Lung cancer has an unfavorable prognosis due to the lack of efficient diagnostic and therapeutic strategies. Therefore, this study sought to figure out the effect of long non-coding RNA (lncRNA) DANCR on lung cancer progression. LncRNA DANCR and miR-214-5p expressions in non-small cell lung cancer (NSCLC) were detected by Real Time-quantitative Polymerase Chain Reaction (RT-qPCR). Function assays, including Cell Counting Kit-8 (CCK-8) and flow cytometric analysis were conducted to clarify the role of DANCR and miR-214-5p in the progression of NSCLC. Western blot, Dual-Luciferase reporter assay, and RNA immunoprecipitation assay (RIP) were performed to elucidate the underlying mechanism. LncRNA DANCR was upregulated in NSCLC. The knockdown of lncRNA DANCR inhibited cell proliferation and accelerated cell apoptosis in NSCLC. LncRNA DANCR interacted with miR-214-5p.
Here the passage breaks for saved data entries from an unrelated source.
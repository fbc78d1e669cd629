//! Shared building blocks for the service fleet: configuration, pooled database
//! sessions, credential helpers and axum scaffolding.

pub mod api;
pub mod auth;
pub mod config;
pub mod db;
pub mod error;
pub mod logging;

pub use config::{Config, DatabaseConfig};
pub use db::{BlockingSessionManager, HealthStatus, Session, SessionManager};
pub use error::{AppError, DbError, TokenError};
MiR-214-5p over-expression partially reversed the regulatory effects of DANCR on proliferation and apoptosis in NSCLC. In addition, CIZ1 was the downstream gene binding miR-214-5p. LncRNA DANCR could regulate the miR-214-5p/CIZ1 axis. Downregulation of lncRNA DANCR inhibited cell proliferation and induced cell apoptosis in NSCLC by regulating the miR-214-5p/CIZ1 axis. LncRNA DANCR may act as an oncogene and promote the progression of NSCLC.